→ What the task asks
Please report how many lines in these records contain the string "navigation", and give nothing besides the number.

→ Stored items

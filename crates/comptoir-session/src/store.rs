// Session store: single source of truth for the caller's authentication state
//
// All mutation goes through the operations below; the mirrors are never
// written from anywhere else. Mirror write failures are logged and skipped
// rather than surfaced — the in-memory session stays authoritative and the
// mirrors catch up on the next write or the next startup reconciliation.

use std::sync::Arc;

use comptoir_core::{Navigator, UserProfile, LOGIN_ROUTE};
use parking_lot::Mutex;

use crate::backend::{StateBackend, AUTH_COOKIE, TOKEN_KEY, USER_KEY};

#[derive(Default)]
struct SessionState {
    token: Option<String>,
    user: Option<UserProfile>,
    /// Bumped on every token change and teardown; lets late 401 handlers
    /// detect that the token they saw has since been replaced.
    generation: u64,
}

/// Holds the current token and user profile, mirrored into the cookie and
/// durable stores on every mutation.
pub struct SessionStore {
    backend: StateBackend,
    navigator: Arc<dyn Navigator>,
    state: Mutex<SessionState>,
}

impl SessionStore {
    /// Open the store and reconcile the mirrors.
    ///
    /// The in-memory token starts from the cookie; a durable token overrides
    /// it and is re-mirrored into the cookie (the cookie is the shorter-lived
    /// of the two and may have been dropped by policy). The stored profile is
    /// restored last.
    pub fn open(backend: StateBackend, navigator: Arc<dyn Navigator>) -> Self {
        let mut state = SessionState::default();

        match backend.read_cookie(AUTH_COOKIE) {
            Ok(cookie) => state.token = cookie,
            Err(e) => tracing::warn!("could not read session cookie: {e}"),
        }

        match backend.read_entry(TOKEN_KEY) {
            Ok(Some(stored)) => {
                if state.token.as_deref() != Some(stored.as_str()) {
                    if let Err(e) = backend.write_cookie(AUTH_COOKIE, &stored) {
                        tracing::warn!("could not re-mirror token into cookie: {e}");
                    }
                }
                state.token = Some(stored);
            }
            Ok(None) => {}
            Err(e) => tracing::warn!("could not read stored token: {e}"),
        }

        let store = Self {
            backend,
            navigator,
            state: Mutex::new(state),
        };
        store.restore_user();
        store
    }

    /// Store `token` as the current token and write through to both mirrors.
    pub fn set_token(&self, token: &str) {
        let mut state = self.state.lock();
        state.token = Some(token.to_string());
        state.generation += 1;
        if let Err(e) = self.backend.write_cookie(AUTH_COOKIE, token) {
            tracing::warn!("could not mirror token into cookie: {e}");
        }
        if let Err(e) = self.backend.write_entry(TOKEN_KEY, token) {
            tracing::warn!("could not mirror token into durable storage: {e}");
        }
    }

    /// Store `profile` and mirror it into durable storage as JSON.
    pub fn set_user(&self, profile: UserProfile) {
        let mut state = self.state.lock();
        match serde_json::to_string(&profile) {
            Ok(json) => {
                if let Err(e) = self.backend.write_entry(USER_KEY, &json) {
                    tracing::warn!("could not mirror user profile: {e}");
                }
            }
            Err(e) => tracing::warn!("could not serialize user profile: {e}"),
        }
        state.user = Some(profile);
    }

    /// Load a previously stored profile into memory, if any.
    ///
    /// Malformed stored data is logged and treated as absent.
    pub fn restore_user(&self) {
        let stored = match self.backend.read_entry(USER_KEY) {
            Ok(stored) => stored,
            Err(e) => {
                tracing::warn!("could not read stored user profile: {e}");
                return;
            }
        };
        if let Some(json) = stored {
            match serde_json::from_str::<UserProfile>(&json) {
                Ok(profile) => self.state.lock().user = Some(profile),
                Err(e) => tracing::warn!("stored user profile is malformed, ignoring: {e}"),
            }
        }
    }

    /// Clear the session and both mirrors, then navigate to the login route.
    ///
    /// Idempotent: when already logged out only the navigation happens.
    /// Returns whether this call performed the live teardown, so concurrent
    /// failure handlers can tell which of them actually cleared the session.
    pub fn logout(&self) -> bool {
        let torn_down = self.teardown(None);
        self.navigator.navigate(LOGIN_ROUTE);
        torn_down
    }

    /// Like [`logout`](Self::logout), but only tears down while the session
    /// is still at `generation` — a 401 that raced a re-login must not
    /// destroy the replacement session. No navigation happens on the stale
    /// path.
    pub fn logout_if_generation(&self, generation: u64) -> bool {
        let torn_down = self.teardown(Some(generation));
        if torn_down {
            self.navigator.navigate(LOGIN_ROUTE);
        } else {
            tracing::debug!("skipping stale session teardown");
        }
        torn_down
    }

    fn teardown(&self, expected_generation: Option<u64>) -> bool {
        let mut state = self.state.lock();
        if let Some(expected) = expected_generation {
            if state.generation != expected {
                return false;
            }
        }
        if state.token.is_none() && state.user.is_none() {
            return false;
        }
        state.token = None;
        state.user = None;
        state.generation += 1;
        if let Err(e) = self.backend.remove_cookie(AUTH_COOKIE) {
            tracing::warn!("could not clear session cookie: {e}");
        }
        if let Err(e) = self.backend.remove_entry(TOKEN_KEY) {
            tracing::warn!("could not clear stored token: {e}");
        }
        if let Err(e) = self.backend.remove_entry(USER_KEY) {
            tracing::warn!("could not clear stored user profile: {e}");
        }
        true
    }

    pub fn token(&self) -> Option<String> {
        self.state.lock().token.clone()
    }

    pub fn user(&self) -> Option<UserProfile> {
        self.state.lock().user.clone()
    }

    /// Current session generation; see [`logout_if_generation`](Self::logout_if_generation).
    pub fn generation(&self) -> u64 {
        self.state.lock().generation
    }

    /// Token as seen through the cookie mirror — the route guard's read path.
    /// An expired or unreadable cookie reads as absent.
    pub fn cookie_token(&self) -> Option<String> {
        match self.backend.read_cookie(AUTH_COOKIE) {
            Ok(token) => token,
            Err(e) => {
                tracing::warn!("could not read session cookie: {e}");
                None
            }
        }
    }
}

#[cfg(test)]
mod tests {
    use super::*;
    use parking_lot::Mutex;

    #[derive(Default)]
    struct RecordingNavigator {
        routes: Mutex<Vec<String>>,
    }

    impl Navigator for RecordingNavigator {
        fn navigate(&self, path: &str) {
            self.routes.lock().push(path.to_string());
        }
    }

    fn profile() -> UserProfile {
        UserProfile {
            id: 1,
            username: "alice".to_string(),
            email: None,
            role: None,
        }
    }

    fn open(backend: &StateBackend) -> (SessionStore, Arc<RecordingNavigator>) {
        let navigator = Arc::new(RecordingNavigator::default());
        let store = SessionStore::open(backend.clone(), navigator.clone());
        (store, navigator)
    }

    #[test]
    fn test_set_token_writes_both_mirrors() {
        let backend = StateBackend::in_memory();
        let (store, _) = open(&backend);

        store.set_token("abc123");

        assert_eq!(store.cookie_token(), Some("abc123".to_string()));
        assert_eq!(
            backend.read_entry(TOKEN_KEY).unwrap(),
            Some("abc123".to_string())
        );
        assert_eq!(store.token(), Some("abc123".to_string()));
    }

    #[test]
    fn test_logout_clears_everything_and_navigates() {
        let backend = StateBackend::in_memory();
        let (store, navigator) = open(&backend);

        store.set_token("abc123");
        store.set_user(profile());

        assert!(store.logout());
        assert_eq!(store.token(), None);
        assert_eq!(store.user(), None);
        assert_eq!(store.cookie_token(), None);
        assert_eq!(backend.read_entry(TOKEN_KEY).unwrap(), None);
        assert_eq!(backend.read_entry(USER_KEY).unwrap(), None);
        assert_eq!(navigator.routes.lock().as_slice(), ["/login"]);
    }

    #[test]
    fn test_logout_is_idempotent() {
        let backend = StateBackend::in_memory();
        let (store, navigator) = open(&backend);

        store.set_token("abc123");
        assert!(store.logout());
        // second call finds nothing to tear down but still navigates
        assert!(!store.logout());
        assert_eq!(store.token(), None);
        assert_eq!(navigator.routes.lock().as_slice(), ["/login", "/login"]);
    }

    #[test]
    fn test_restore_user_after_restart() {
        let backend = StateBackend::in_memory();
        {
            let (store, _) = open(&backend);
            store.set_token("abc123");
            store.set_user(profile());
        }

        // simulated restart over the same durable storage
        let (reopened, _) = open(&backend);
        assert_eq!(reopened.user(), Some(profile()));
        assert_eq!(reopened.token(), Some("abc123".to_string()));
    }

    #[test]
    fn test_startup_promotes_durable_token_into_cookie() {
        let backend = StateBackend::in_memory();
        // durable token present, cookie gone (e.g. dropped by policy)
        backend.write_entry(TOKEN_KEY, "durable-tok").unwrap();

        let (store, _) = open(&backend);
        assert_eq!(store.token(), Some("durable-tok".to_string()));
        assert_eq!(
            backend.read_cookie(AUTH_COOKIE).unwrap(),
            Some("durable-tok".to_string())
        );
    }

    #[test]
    fn test_malformed_stored_user_is_ignored() {
        let backend = StateBackend::in_memory();
        backend.write_entry(USER_KEY, "{not-json").unwrap();

        let (store, _) = open(&backend);
        assert_eq!(store.user(), None);
    }

    #[test]
    fn test_stale_generation_does_not_tear_down() {
        let backend = StateBackend::in_memory();
        let (store, navigator) = open(&backend);

        store.set_token("first");
        let seen = store.generation();
        // the user logged in again while a 401 was in flight
        store.set_token("second");

        assert!(!store.logout_if_generation(seen));
        assert_eq!(store.token(), Some("second".to_string()));
        assert!(navigator.routes.lock().is_empty());

        // a current-generation teardown still works
        assert!(store.logout_if_generation(store.generation()));
        assert_eq!(store.token(), None);
    }
}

→ Solution to the exercise
2